DroneShield Charts Course to Software-Driven Revenues as Shareholders Deliver First Strike on CEO Pay
31.05.2026 - 15:11:19 | boerse-global.de
DroneShield's annual general meeting set the stage for a sharp contrast between operational momentum and governance friction. Shareholders narrowly approved a performance-based option package for chief executive Angus Bean but shot down the remuneration report in a vote that legally qualifies as a "first strike" under Australian corporate law. Even as the anti-drone specialist pushes aggressively into recurring software and services revenue, the pay rebellion signals that a significant bloc of investors wants tighter rein on compensation.
Resolution 4, granting 290,375 performance options to Bean, passed with 55.80 percent in favour against 44.20 percent opposed — a formal majority but a strikingly slim one. The options are tied to three escalating hurdles: A$300 million, A$400 million and A$500 million in either revenue or customer payments over a rolling twelve-month period within a three-year window that began on 1 April. A retention clause means that even if a target is hit, only half the corresponding options vest immediately; the remainder vest only if Bean stays with the company for another twelve months. More damning was the outcome on Resolution 1, the remuneration report, which failed with 50.51 percent against, triggering the first-strike mechanism under the Corporations Act and placing the board under heightened scrutiny at the next AGM. By contrast, the election of Hamish McLennan as a director — he now serves as chairman — sailed through with 82.43 percent approval, and an increase in the cap on non-executive director pay to A$1.7 million per year from 1 May was backed by 87.19 percent of votes.
Business fundamentals, meanwhile, tell a far more upbeat story. Management disclosed that committed revenue for the 2026 financial year stands at A$161 million, 61 percent higher than the comparable figure a year earlier. This backlog covers hardware, services, warranties and confirmed subscriptions. Critically, the recurring portion has jumped to 13 percent of that total, up from 7 percent in the first quarter, as DroneShield pushes towards what it calls "software-led economics." An additional A$23.5 million in committed revenue extends beyond 2026, powered mainly by prepaid subscriptions. The A$161 million represents 74 percent of the A$216.5 million in total revenue booked in the 2025 financial year. In the first quarter of 2026 the company recorded A$77.4 million in customer payments and A$74.1 million in revenue, while four straight quarters of positive operating cash flow have strengthened the balance sheet.
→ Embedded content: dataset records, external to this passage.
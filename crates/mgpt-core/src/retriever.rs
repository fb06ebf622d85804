//! Retrieval traits: embedding model, vector index, and the retriever that
//! joins them

use async_trait::async_trait;
use serde::{Deserialize, Serialize};

use crate::Result;

/// A passage returned for a query. Transient: never stored in the session.
#[derive(Debug, Clone, PartialEq, Serialize, Deserialize)]
pub struct RetrievedPassage {
    pub text: String,
    pub score: Option<f32>,
    pub source: Option<String>,
}

impl RetrievedPassage {
    pub fn new(text: impl Into<String>) -> Self {
        Self {
            text: text.into(),
            score: None,
            source: None,
        }
    }
}

/// Trait for embedding models
#[async_trait]
pub trait Embedder: Send + Sync {
    /// Embed a search query
    async fn embed_query(&self, text: &str) -> Result<Vec<f32>>;

    /// Get the embedding model ID
    fn model_id(&self) -> &str;
}

/// Trait for vector indexes holding pre-embedded passages
#[async_trait]
pub trait VectorIndex: Send + Sync {
    /// Nearest passages to `vector`, best first, at most `top_k`
    async fn search_by_vector(&self, vector: Vec<f32>, top_k: usize) -> Result<Vec<RetrievedPassage>>;

    /// Number of passages held by the index
    async fn count(&self) -> Result<usize>;

    /// Human readable location of the index (directory or collection)
    fn location(&self) -> String;
}

/// Trait for query-to-passages retrieval
#[async_trait]
pub trait Retriever: Send + Sync {
    /// Fetch the `top_k` passages most relevant to `query`
    async fn retrieve(&self, query: &str, top_k: usize) -> Result<Vec<RetrievedPassage>>;

    /// Number of passages available to the retriever
    async fn passage_count(&self) -> Result<usize>;

    /// Where the passages come from
    fn location(&self) -> String;
}
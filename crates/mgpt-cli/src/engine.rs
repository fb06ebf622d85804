//! Process-wide retriever/generator pair

use std::sync::Arc;
use tracing::{info, warn};

use crate::config::AppConfig;
use mgpt_core::{ChatModel, Error, Result, Retriever};
use mgpt_gemini::GeminiClient;
use mgpt_rag::open_retriever;

/// Outcome of opening the index at startup
#[derive(Clone)]
pub enum IndexStatus {
    Ready(Arc<dyn Retriever>),
    Unavailable(String),
}

/// Handles built once per process and shared read-only by every session
pub struct Engine {
    index: IndexStatus,
    generator: Arc<dyn ChatModel>,
    top_k: usize,
}

impl Engine {
    pub fn new(index: IndexStatus, generator: Arc<dyn ChatModel>, top_k: usize) -> Self {
        Self {
            index,
            generator,
            top_k,
        }
    }

    /// Build the Gemini client and open the index.
    ///
    /// A missing index does not fail startup: it is recorded and every query
    /// is refused with `Error::IndexUnavailable`.
    pub async fn start(config: &AppConfig) -> Result<Self> {
        let client = Arc::new(GeminiClient::new(config.gemini.clone())?);

        let index = match open_retriever(&config.index, client.clone()).await {
            Ok(retriever) => {
                info!(location = %retriever.location(), "Index ready");
                IndexStatus::Ready(retriever)
            }
            Err(e) => {
                warn!(error = %e, "Index unavailable");
                let reason = match e {
                    Error::IndexUnavailable(reason) => reason,
                    other => other.to_string(),
                };
                IndexStatus::Unavailable(reason)
            }
        };

        Ok(Self::new(index, client, config.top_k))
    }

    pub fn index_status(&self) -> &IndexStatus {
        &self.index
    }

    pub fn is_ready(&self) -> bool {
        matches!(self.index, IndexStatus::Ready(_))
    }

    /// The retriever, or the cached reason it could not be opened
    pub fn retriever(&self) -> Result<&Arc<dyn Retriever>> {
        match &self.index {
            IndexStatus::Ready(retriever) => Ok(retriever),
            IndexStatus::Unavailable(reason) => Err(Error::IndexUnavailable(reason.clone())),
        }
    }

    pub fn generator(&self) -> &Arc<dyn ChatModel> {
        &self.generator
    }

    pub fn top_k(&self) -> usize {
        self.top_k
    }
}
//! Core traits and types for Mahabharat GPT
//!
//! This crate defines the chat data model shared by every other crate, the
//! error type, and the capability-facing interfaces for the generator, the
//! embedding model and the passage index. Keeping these here lets the query
//! handler be exercised against fakes.

pub mod chat;
pub mod error;
pub mod llm;
pub mod retriever;


pub use chat::{ChatTurn, Conversation, Role};
pub use error::{Error, Result};
pub use llm::{ChatModel, ChatRequest, GenerationConfig, GenerationResult};
pub use retriever::{Embedder, RetrievedPassage, Retriever, VectorIndex};
//! Retriever joining an embedding model with a vector index

use async_trait::async_trait;
use std::sync::Arc;
use tracing::debug;

use mgpt_core::{Embedder, Error, Result, RetrievedPassage, Retriever, VectorIndex};

/// Embeds the query, then asks the index for its nearest passages.
///
/// Results are passed through as returned by the index: no re-ranking and
/// no score filtering.
pub struct IndexRetriever<E: Embedder, V: VectorIndex> {
    embedder: Arc<E>,
    index: V,
}

impl<E: Embedder, V: VectorIndex> IndexRetriever<E, V> {
    pub fn new(embedder: Arc<E>, index: V) -> Self {
        Self { embedder, index }
    }
}

#[async_trait]
impl<E: Embedder + 'static, V: VectorIndex + 'static> Retriever for IndexRetriever<E, V> {
    async fn retrieve(&self, query: &str, top_k: usize) -> Result<Vec<RetrievedPassage>> {
        if query.trim().is_empty() {
            return Err(Error::InvalidInput("Cannot retrieve for an empty query".to_string()));
        }
        if top_k == 0 {
            return Ok(Vec::new());
        }

        let vector = self.embedder.embed_query(query).await?;
        let passages = self.index.search_by_vector(vector, top_k).await?;

        debug!(hits = passages.len(), top_k, "Retrieved passages");
        Ok(passages)
    }

    async fn passage_count(&self) -> Result<usize> {
        self.index.count().await
    }

    fn location(&self) -> String {
        self.index.location()
    }
}
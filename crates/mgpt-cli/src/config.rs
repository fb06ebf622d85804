//! Application configuration

use std::path::PathBuf;
use url::Url;

use mgpt_core::{Error, Result};
use mgpt_gemini::GeminiConfig;
use mgpt_rag::IndexBackend;

pub const DEFAULT_DB_PATH: &str = "./mahabharat_db";
pub const DEFAULT_TOP_K: usize = 4;
pub const DEFAULT_QDRANT_URL: &str = "http://localhost:6334";
pub const DEFAULT_QDRANT_COLLECTION: &str = "mahabharat";

/// Everything the engine needs at startup
#[derive(Debug, Clone)]
pub struct AppConfig {
    pub gemini: GeminiConfig,
    pub index: IndexBackend,
    pub top_k: usize,
}

impl AppConfig {
    /// Create configuration from environment variables
    pub fn from_env() -> Result<Self> {
        Self::from_lookup(|key| std::env::var(key).ok())
    }

    /// Create configuration from any key/value source
    pub fn from_lookup<F>(lookup: F) -> Result<Self>
    where
        F: Fn(&str) -> Option<String>,
    {
        let gemini = GeminiConfig::from_lookup(&lookup)?;

        let top_k = match lookup("MAHABHARAT_TOP_K") {
            Some(raw) => parse_top_k(&raw)?,
            None => DEFAULT_TOP_K,
        };

        let backend = lookup("MAHABHARAT_INDEX_BACKEND").unwrap_or_else(|| "local".to_string());
        let index = match backend.trim().to_lowercase().as_str() {
            "local" => IndexBackend::Local {
                dir: lookup("MAHABHARAT_DB_PATH")
                    .map(PathBuf::from)
                    .unwrap_or_else(|| PathBuf::from(DEFAULT_DB_PATH)),
            },
            "qdrant" => {
                let url = lookup("QDRANT_URL").unwrap_or_else(|| DEFAULT_QDRANT_URL.to_string());
                Url::parse(&url).map_err(|e| {
                    Error::Configuration(format!("Invalid QDRANT_URL '{}': {}", url, e))
                })?;
                IndexBackend::Qdrant {
                    url,
                    api_key: lookup("QDRANT_API_KEY").filter(|k| !k.is_empty()),
                    collection: lookup("QDRANT_COLLECTION")
                        .unwrap_or_else(|| DEFAULT_QDRANT_COLLECTION.to_string()),
                }
            }
            other => {
                return Err(Error::Configuration(format!(
                    "MAHABHARAT_INDEX_BACKEND must be 'local' or 'qdrant', got '{}'",
                    other
                )));
            }
        };

        Ok(Self {
            gemini,
            index,
            top_k,
        })
    }

    /// Point the local backend at another directory
    pub fn with_db_path(mut self, dir: impl Into<PathBuf>) -> Self {
        self.index = IndexBackend::Local { dir: dir.into() };
        self
    }

    pub fn with_top_k(mut self, top_k: usize) -> Result<Self> {
        if top_k == 0 {
            return Err(Error::Configuration("top-k must be at least 1".to_string()));
        }
        self.top_k = top_k;
        Ok(self)
    }

    pub fn with_chat_model(mut self, model: impl Into<String>) -> Self {
        self.gemini.chat_model = model.into();
        self
    }
}

fn parse_top_k(raw: &str) -> Result<usize> {
    match raw.trim().parse::<usize>() {
        Ok(k) if k > 0 => Ok(k),
        _ => Err(Error::Configuration(format!(
            "MAHABHARAT_TOP_K must be a positive integer, got '{}'",
            raw
        ))),
    }
}

#[cfg(test)]
mod tests {
    use super::*;
    use std::collections::HashMap;

    fn config_from(pairs: &[(&str, &str)]) -> Result<AppConfig> {
        let map: HashMap<&str, &str> = pairs.iter().copied().collect();
        AppConfig::from_lookup(|key: &str| map.get(key).map(|v| v.to_string()))
    }

    #[test]
    fn test_defaults() {
        let config = config_from(&[("GOOGLE_API_KEY", "abc")]).unwrap();
        assert_eq!(config.top_k, 4);
        assert_eq!(
            config.index,
            IndexBackend::Local {
                dir: PathBuf::from("./mahabharat_db")
            }
        );
    }

    #[test]
    fn test_missing_api_key_is_fatal() {
        let err = config_from(&[("MAHABHARAT_TOP_K", "4")]).unwrap_err();
        assert!(matches!(err, Error::Configuration(_)));
    }

    #[test]
    fn test_qdrant_backend() {
        let config = config_from(&[
            ("GOOGLE_API_KEY", "abc"),
            ("MAHABHARAT_INDEX_BACKEND", "Qdrant"),
            ("QDRANT_COLLECTION", "epic"),
        ])
        .unwrap();
        assert_eq!(
            config.index,
            IndexBackend::Qdrant {
                url: "http://localhost:6334".to_string(),
                api_key: None,
                collection: "epic".to_string(),
            }
        );
    }

    #[test]
    fn test_invalid_values() {
        assert!(config_from(&[("GOOGLE_API_KEY", "abc"), ("MAHABHARAT_TOP_K", "0")]).is_err());
        assert!(config_from(&[("GOOGLE_API_KEY", "abc"), ("MAHABHARAT_TOP_K", "many")]).is_err());
        assert!(
            config_from(&[("GOOGLE_API_KEY", "abc"), ("MAHABHARAT_INDEX_BACKEND", "chroma")])
                .is_err()
        );
    }

    #[test]
    fn test_overrides() {
        let config = config_from(&[("GOOGLE_API_KEY", "abc")])
            .unwrap()
            .with_db_path("/tmp/epic_db")
            .with_top_k(6)
            .unwrap()
            .with_chat_model("gemini-1.5-flash");

        assert_eq!(config.top_k, 6);
        assert_eq!(config.gemini.chat_model, "gemini-1.5-flash");
        assert_eq!(
            config.index,
            IndexBackend::Local {
                dir: PathBuf::from("/tmp/epic_db")
            }
        );
        assert!(config_from(&[("GOOGLE_API_KEY", "abc")]).unwrap().with_top_k(0).is_err());
    }
}
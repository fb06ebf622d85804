//! System instruction assembly

use regex::Regex;

/// Writing system a query was typed in
#[derive(Debug, Clone, Copy, PartialEq, Eq)]
pub enum Script {
    /// Latin letters, including romanised Hindi ("Karna kaun tha")
    Latin,
    Devanagari,
    /// Any other non-Latin script
    Other,
}

impl Script {
    fn reply_hint(&self) -> &'static str {
        match self {
            Script::Latin => "The seeker wrote in Latin script; reply in Latin script.",
            Script::Devanagari => {
                "The seeker wrote in Devanagari script; reply in Devanagari script."
            }
            Script::Other => "The seeker wrote in a non-Latin script; reply in that same script.",
        }
    }
}

/// Detects the script of a query
pub struct ScriptDetector {
    devanagari: Option<Regex>,
    non_latin_letter: Option<Regex>,
}

impl ScriptDetector {
    pub fn new() -> Self {
        Self {
            devanagari: Regex::new(r"\p{Devanagari}").ok(),
            non_latin_letter: Regex::new(r"[\p{L}&&\P{Latin}]").ok(),
        }
    }

    /// Latin unless the query contains letters from another script.
    /// Text with no letters at all counts as Latin.
    pub fn detect(&self, query: &str) -> Script {
        let matches = |re: &Option<Regex>| re.as_ref().is_some_and(|r| r.is_match(query));

        if matches(&self.devanagari) {
            Script::Devanagari
        } else if matches(&self.non_latin_letter) {
            Script::Other
        } else {
            Script::Latin
        }
    }
}

impl Default for ScriptDetector {
    fn default() -> Self {
        Self::new()
    }
}

pub const PERSONA: &str = "You are Sanjaya, the wise narrator of the Mahabharata.";

pub const RULES: [&str; 4] = [
    "1. LANGUAGE: Match the user's language (English, Hindi, or Hinglish).",
    "2. SCRIPT: If user types in Latin script (e.g. 'Karna kaun tha'), use Latin script (Hinglish). Do NOT use Devanagari unless user does.",
    "3. TONE: Respectful, epic, like a Rishi.",
    "4. CONTENT: Answer strictly based on context.",
];

/// Build the instruction sent ahead of the conversation on every request
pub fn build_system_instruction(context: &str, script: Script) -> String {
    let mut instruction = String::new();
    instruction.push_str(PERSONA);
    instruction.push('\n');
    instruction.push_str("CONTEXT:\n");
    instruction.push_str(context);
    instruction.push_str("\n\nRULES:\n");
    for rule in RULES {
        instruction.push_str(rule);
        instruction.push('\n');
    }
    instruction.push_str(script.reply_hint());
    instruction
}
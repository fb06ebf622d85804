//! Retrieve-then-generate query handling

use std::sync::Arc;
use tracing::{debug, info_span, warn, Instrument};

use crate::engine::Engine;
use crate::prompt::{build_system_instruction, ScriptDetector};
use crate::session::ChatSession;
use mgpt_core::{ChatRequest, Error, Result, Retriever};
use mgpt_rag::build_context;

/// Answers one query at a time against the shared engine
pub struct ChatHandler {
    engine: Arc<Engine>,
    detector: ScriptDetector,
}

impl ChatHandler {
    pub fn new(engine: Arc<Engine>) -> Self {
        Self {
            engine,
            detector: ScriptDetector::new(),
        }
    }

    pub fn engine(&self) -> &Arc<Engine> {
        &self.engine
    }

    /// Answer `query` and record both turns in `session`.
    ///
    /// The query is trimmed before use: surrounding whitespace is neither
    /// stored in the user turn nor sent to the retriever or the generator.
    /// Nothing is recorded when the index is unavailable or the query is
    /// blank. If retrieval or generation fails the user turn is removed
    /// again and the error is returned.
    pub async fn handle(&self, session: &mut ChatSession, query: &str) -> Result<String> {
        let retriever = self.engine.retriever()?;

        let query = query.trim();
        if query.is_empty() {
            return Err(Error::InvalidInput("Query is empty".to_string()));
        }

        let span = info_span!("query", session = %session.id(), turns = session.turns().len());

        session.push_user(query);
        match self.answer(retriever, session, query).instrument(span).await {
            Ok(reply) => {
                session.push_assistant(&reply);
                Ok(reply)
            }
            Err(e) => {
                session.rollback_user_turn();
                warn!(session = %session.id(), error = %e, "Query failed, user turn rolled back");
                Err(e)
            }
        }
    }

    /// Answer a single question in a fresh session that is then discarded
    pub async fn answer_once(&self, query: &str) -> Result<String> {
        let mut session = ChatSession::started();
        self.handle(&mut session, query).await
    }

    async fn answer(
        &self,
        retriever: &Arc<dyn Retriever>,
        session: &ChatSession,
        query: &str,
    ) -> Result<String> {
        let passages = retriever.retrieve(query, self.engine.top_k()).await?;
        debug!(passages = passages.len(), "Context retrieved");

        let context = build_context(&passages);
        let script = self.detector.detect(query);
        let instruction = build_system_instruction(&context, script);

        let request = ChatRequest::new(instruction, session.turns());
        let result = self.engine.generator().generate(&request).await?;

        if result.text.trim().is_empty() {
            return Err(Error::LLMProvider("Generator returned an empty reply".to_string()));
        }
        Ok(result.text)
    }
}
//! Gemini REST client implementation

use async_trait::async_trait;
use reqwest::Client;
use serde::de::DeserializeOwned;
use serde::{Deserialize, Serialize};
use std::time::Instant;
use tokio::time::timeout;
use tracing::{debug, warn};

use mgpt_core::{
    ChatModel, ChatRequest, ChatTurn, Embedder, Error, GenerationConfig, GenerationResult, Result,
    Role,
};

use crate::config::GeminiConfig;

/// Gemini client for chat generation and query embeddings
pub struct GeminiClient {
    config: GeminiConfig,
    client: Client,
}

#[derive(Debug, Serialize, Deserialize, PartialEq)]
pub(crate) struct Part {
    #[serde(default)]
    pub(crate) text: String,
}

#[derive(Debug, Serialize, Deserialize, PartialEq)]
pub(crate) struct Content {
    #[serde(default, skip_serializing_if = "Option::is_none")]
    pub(crate) role: Option<String>,
    #[serde(default)]
    pub(crate) parts: Vec<Part>,
}

impl Content {
    fn text(role: Option<&str>, text: &str) -> Self {
        Self {
            role: role.map(str::to_string),
            parts: vec![Part {
                text: text.to_string(),
            }],
        }
    }
}

#[derive(Debug, Serialize)]
#[serde(rename_all = "camelCase")]
pub(crate) struct WireGenerationConfig {
    #[serde(skip_serializing_if = "Option::is_none")]
    temperature: Option<f32>,
}

#[derive(Debug, Serialize)]
#[serde(rename_all = "camelCase")]
pub(crate) struct GenerateContentRequest {
    pub(crate) contents: Vec<Content>,
    pub(crate) generation_config: WireGenerationConfig,
}

#[derive(Debug, Deserialize)]
#[serde(rename_all = "camelCase")]
struct Candidate {
    content: Option<Content>,
    finish_reason: Option<String>,
}

#[derive(Debug, Deserialize)]
#[serde(rename_all = "camelCase")]
struct UsageMetadata {
    total_token_count: Option<u32>,
}

#[derive(Debug, Deserialize)]
#[serde(rename_all = "camelCase")]
struct PromptFeedback {
    block_reason: Option<String>,
}

#[derive(Debug, Deserialize)]
#[serde(rename_all = "camelCase")]
pub(crate) struct GenerateContentResponse {
    #[serde(default)]
    candidates: Vec<Candidate>,
    usage_metadata: Option<UsageMetadata>,
    prompt_feedback: Option<PromptFeedback>,
}

#[derive(Debug, Serialize)]
#[serde(rename_all = "camelCase")]
pub(crate) struct EmbedContentRequest {
    model: String,
    content: Content,
    task_type: String,
}

#[derive(Debug, Deserialize)]
struct ContentEmbedding {
    values: Vec<f32>,
}

#[derive(Debug, Deserialize)]
pub(crate) struct EmbedContentResponse {
    embedding: ContentEmbedding,
}

#[derive(Debug, Deserialize)]
struct ApiErrorBody {
    error: ApiErrorDetail,
}

#[derive(Debug, Deserialize)]
struct ApiErrorDetail {
    message: String,
    status: Option<String>,
}

/// `gemini-1.5-pro` and `models/gemini-1.5-pro` both name the same resource
pub(crate) fn model_path(model: &str) -> String {
    if model.starts_with("models/") || model.starts_with("tunedModels/") {
        model.to_string()
    } else {
        format!("models/{}", model)
    }
}

/// Map the instruction and the conversation onto Gemini `contents`.
///
/// The instruction travels as a leading user content, followed by every
/// turn including the greeting, so roles alternate from the first content.
/// Consecutive contents from the same role share one entry.
pub(crate) fn to_contents(instruction: &str, turns: &[ChatTurn]) -> Vec<Content> {
    let mut contents: Vec<Content> = Vec::new();
    if !instruction.trim().is_empty() {
        contents.push(Content::text(Some("user"), instruction));
    }

    for turn in turns {
        let role = match turn.role() {
            Role::User => "user",
            Role::Assistant => "model",
        };
        match contents.last_mut() {
            Some(last) if last.role.as_deref() == Some(role) => last.parts.push(Part {
                text: turn.text().to_string(),
            }),
            _ => contents.push(Content::text(Some(role), turn.text())),
        }
    }
    contents
}

pub(crate) fn build_generate_request(
    request: &ChatRequest<'_>,
    config: &GenerationConfig,
) -> Result<GenerateContentRequest> {
    if !request.turns.iter().any(|t| t.role() == Role::User) {
        return Err(Error::InvalidInput(
            "Generation request contains no user turn".to_string(),
        ));
    }

    Ok(GenerateContentRequest {
        contents: to_contents(&request.system_instruction, request.turns),
        generation_config: WireGenerationConfig {
            temperature: config.temperature,
        },
    })
}

pub(crate) fn parse_generate_response(
    response: GenerateContentResponse,
    model_id: &str,
) -> Result<GenerationResult> {
    let tokens_used = response.usage_metadata.and_then(|u| u.total_token_count);

    let Some(candidate) = response.candidates.into_iter().next() else {
        let reason = response
            .prompt_feedback
            .and_then(|f| f.block_reason)
            .unwrap_or_else(|| "no candidates returned".to_string());
        return Err(Error::LLMProvider(format!("Gemini returned no answer: {}", reason)));
    };

    let text = candidate
        .content
        .map(|c| {
            c.parts
                .into_iter()
                .map(|p| p.text)
                .collect::<Vec<_>>()
                .join("")
        })
        .unwrap_or_default();

    if text.trim().is_empty() {
        return Err(Error::LLMProvider(format!(
            "Empty response from Gemini (finish reason: {})",
            candidate.finish_reason.as_deref().unwrap_or("unknown")
        )));
    }

    Ok(GenerationResult {
        text: text.trim().to_string(),
        model_id: model_id.to_string(),
        tokens_used,
        finish_reason: candidate.finish_reason,
    })
}

pub(crate) fn api_error(status: u16, body: &str) -> Error {
    let message = match serde_json::from_str::<ApiErrorBody>(body) {
        Ok(parsed) => match parsed.error.status {
            Some(code) => format!("{} ({})", parsed.error.message, code),
            None => parsed.error.message,
        },
        Err(_) => body.to_string(),
    };

    match status {
        401 | 403 => Error::Authentication(format!("Gemini rejected the API key: {}", message)),
        _ => Error::LLMProvider(format!(
            "Gemini API request failed with status {}: {}",
            status, message
        )),
    }
}

impl GeminiClient {
    /// Create a new Gemini client from configuration
    pub fn new(config: GeminiConfig) -> Result<Self> {
        let client = Client::builder()
            .timeout(config.timeout())
            .build()
            .map_err(|e| Error::Network(e.to_string()))?;

        Ok(Self { config, client })
    }

    fn endpoint(&self, model: &str, method: &str) -> String {
        format!("{}/v1beta/{}:{}", self.config.api_url, model_path(model), method)
    }

    async fn post_json<B, R>(&self, url: &str, body: &B) -> Result<R>
    where
        B: Serialize + Sync,
        R: DeserializeOwned,
    {
        let response = self
            .client
            .post(url)
            .header("Content-Type", "application/json")
            .header("x-goog-api-key", &self.config.api_key)
            .json(body)
            .send()
            .await
            .map_err(|e| {
                if e.is_timeout() {
                    Error::Timeout(e.to_string())
                } else {
                    Error::Network(e.to_string())
                }
            })?;

        if !response.status().is_success() {
            let status = response.status().as_u16();
            let error_text = response
                .text()
                .await
                .unwrap_or_else(|_| "Unknown error".to_string());
            warn!(status, "Gemini request failed");
            return Err(api_error(status, &error_text));
        }

        response
            .json::<R>()
            .await
            .map_err(|e| Error::Serialization(e.to_string()))
    }
}

#[async_trait]
impl ChatModel for GeminiClient {
    async fn generate(&self, request: &ChatRequest<'_>) -> Result<GenerationResult> {
        let config = GenerationConfig {
            model_id: self.config.chat_model.clone(),
            temperature: Some(self.config.temperature),
            timeout: self.config.timeout(),
        };
        self.generate_with_config(request, &config).await
    }

    async fn generate_with_config(
        &self,
        request: &ChatRequest<'_>,
        config: &GenerationConfig,
    ) -> Result<GenerationResult> {
        let body = build_generate_request(request, config)?;
        let url = self.endpoint(&config.model_id, "generateContent");

        debug!(
            model = %config.model_id,
            contents = body.contents.len(),
            "Sending generateContent request"
        );
        let started = Instant::now();

        let response = match timeout(
            config.timeout,
            self.post_json::<_, GenerateContentResponse>(&url, &body),
        )
        .await
        {
            Ok(result) => result?,
            Err(_) => return Err(Error::Timeout("Request timed out".to_string())),
        };

        let result = parse_generate_response(response, &config.model_id)?;
        debug!(
            elapsed_ms = started.elapsed().as_millis() as u64,
            tokens = ?result.tokens_used,
            "Gemini reply received"
        );
        Ok(result)
    }

    fn model_id(&self) -> &str {
        &self.config.chat_model
    }
}

#[async_trait]
impl Embedder for GeminiClient {
    async fn embed_query(&self, text: &str) -> Result<Vec<f32>> {
        let model = model_path(&self.config.embedding_model);
        let body = EmbedContentRequest {
            model: model.clone(),
            content: Content::text(None, text),
            task_type: "RETRIEVAL_QUERY".to_string(),
        };
        let url = self.endpoint(&model, "embedContent");

        let response: EmbedContentResponse = self
            .post_json(&url, &body)
            .await
            .map_err(|e| match e {
                Error::LLMProvider(msg) => Error::Embedding(msg),
                other => other,
            })?;

        if response.embedding.values.is_empty() {
            return Err(Error::Embedding("Gemini returned an empty embedding".to_string()));
        }
        Ok(response.embedding.values)
    }

    fn model_id(&self) -> &str {
        &self.config.embedding_model
    }
}

#[cfg(test)]
mod tests {
    use super::*;

    #[test]
    fn test_model_path() {
        assert_eq!(model_path("gemini-1.5-pro"), "models/gemini-1.5-pro");
        assert_eq!(
            model_path("models/text-embedding-004"),
            "models/text-embedding-004"
        );
    }

    #[test]
    fn test_contents_keep_greeting() {
        let turns = vec![
            ChatTurn::assistant("Pranam, seeker of truth."),
            ChatTurn::user("Karna kaun tha"),
            ChatTurn::assistant("Karna Kunti ka putra tha."),
            ChatTurn::user("Aur Arjuna?"),
        ];

        let contents = to_contents("You are Sanjaya", &turns);
        let roles: Vec<_> = contents.iter().map(|c| c.role.as_deref().unwrap()).collect();
        assert_eq!(roles, vec!["user", "model", "user", "model", "user"]);
        assert_eq!(contents[0].parts[0].text, "You are Sanjaya");
        assert_eq!(contents[1].parts[0].text, "Pranam, seeker of truth.");
        assert_eq!(contents[2].parts[0].text, "Karna kaun tha");
    }

    #[test]
    fn test_contents_merge_same_role() {
        let turns = vec![ChatTurn::user("first"), ChatTurn::user("second")];
        let contents = to_contents("system", &turns);
        assert_eq!(contents.len(), 1);
        let texts: Vec<_> = contents[0].parts.iter().map(|p| p.text.as_str()).collect();
        assert_eq!(texts, vec!["system", "first", "second"]);
    }

    #[test]
    fn test_request_without_user_turn_is_rejected() {
        let turns = vec![ChatTurn::assistant("Pranam")];
        let request = ChatRequest::new("system", &turns);
        let err = build_generate_request(&request, &GenerationConfig::default()).unwrap_err();
        assert!(matches!(err, Error::InvalidInput(_)));
    }

    #[test]
    fn test_parse_response_joins_parts() {
        let raw = r#"{
            "candidates": [{
                "content": {"role": "model", "parts": [{"text": "Karna was "}, {"text": "Kunti's son."}]},
                "finishReason": "STOP"
            }],
            "usageMetadata": {"promptTokenCount": 10, "totalTokenCount": 42}
        }"#;
        let response: GenerateContentResponse = serde_json::from_str(raw).unwrap();
        let result = parse_generate_response(response, "gemini-1.5-pro").unwrap();

        assert_eq!(result.text, "Karna was Kunti's son.");
        assert_eq!(result.tokens_used, Some(42));
        assert_eq!(result.finish_reason.as_deref(), Some("STOP"));
    }

    #[test]
    fn test_parse_blocked_response() {
        let raw = r#"{"promptFeedback": {"blockReason": "SAFETY"}}"#;
        let response: GenerateContentResponse = serde_json::from_str(raw).unwrap();
        let err = parse_generate_response(response, "gemini-1.5-pro").unwrap_err();
        assert!(err.to_string().contains("SAFETY"));
    }

    #[test]
    fn test_parse_empty_candidate() {
        let raw = r#"{"candidates": [{"finishReason": "MAX_TOKENS"}]}"#;
        let response: GenerateContentResponse = serde_json::from_str(raw).unwrap();
        let err = parse_generate_response(response, "gemini-1.5-pro").unwrap_err();
        assert!(err.to_string().contains("MAX_TOKENS"));
    }

    #[test]
    fn test_api_error_mapping() {
        let body = r#"{"error": {"code": 403, "message": "API key not valid", "status": "PERMISSION_DENIED"}}"#;
        assert!(matches!(api_error(403, body), Error::Authentication(_)));

        let err = api_error(500, "upstream exploded");
        assert_eq!(
            err.to_string(),
            "LLM provider error: Gemini API request failed with status 500: upstream exploded"
        );
    }

    #[test]
    fn test_embedding_response_parsing() {
        let raw = r#"{"embedding": {"values": [0.1, 0.2, 0.3]}}"#;
        let response: EmbedContentResponse = serde_json::from_str(raw).unwrap();
        assert_eq!(response.embedding.values.len(), 3);
    }
}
Should investors sell immediately? Or is it worth buying DroneShield?
The sales pipeline is being concentrated on larger targets. DroneShield now tracks 13 major opportunities each worth more than A$20 million, with the single largest programme opportunity pegged at A$730 million; an update on that is promised for the second half of 2026. Geographically, 50 percent of those opportunities are in the UK and Europe, 25 percent in Asia-Pacific, 12 percent in the US and 12 percent in Latin America, the Middle East and other regions. The long-term ambition is unchanged: A$1 billion in revenue by 2030, with recurring income exceeding 30 percent, to be achieved through global expansion, new counter-unmanned systems capabilities, regional manufacturing and a wider customer base.
The stock closed the AGM day at €2.04, gaining 1.83 percent, and is up 9.23 percent over the past seven sessions. Year-to-date the shares have added 2.72 percent, while the twelve-month return stands at a hefty 175.51 percent. Still, the price remains 44.14 percent below the October 2025 high of €3.65, and the relative strength index at 40.3 signals neutrality with a slight lean toward oversold territory. As investors digest the voting outcomes, attention will centre on two questions: whether DroneShield can execute its transformation from hardware vendor to software-and-services platform, and whether the board can mend fences with a shareholder base that has just issued a pointed warning on pay. The three public hurdles for Bean's options — A$300 million, A$400 million and A$500 million — now serve as concrete benchmarks against which both management and governance will be measured.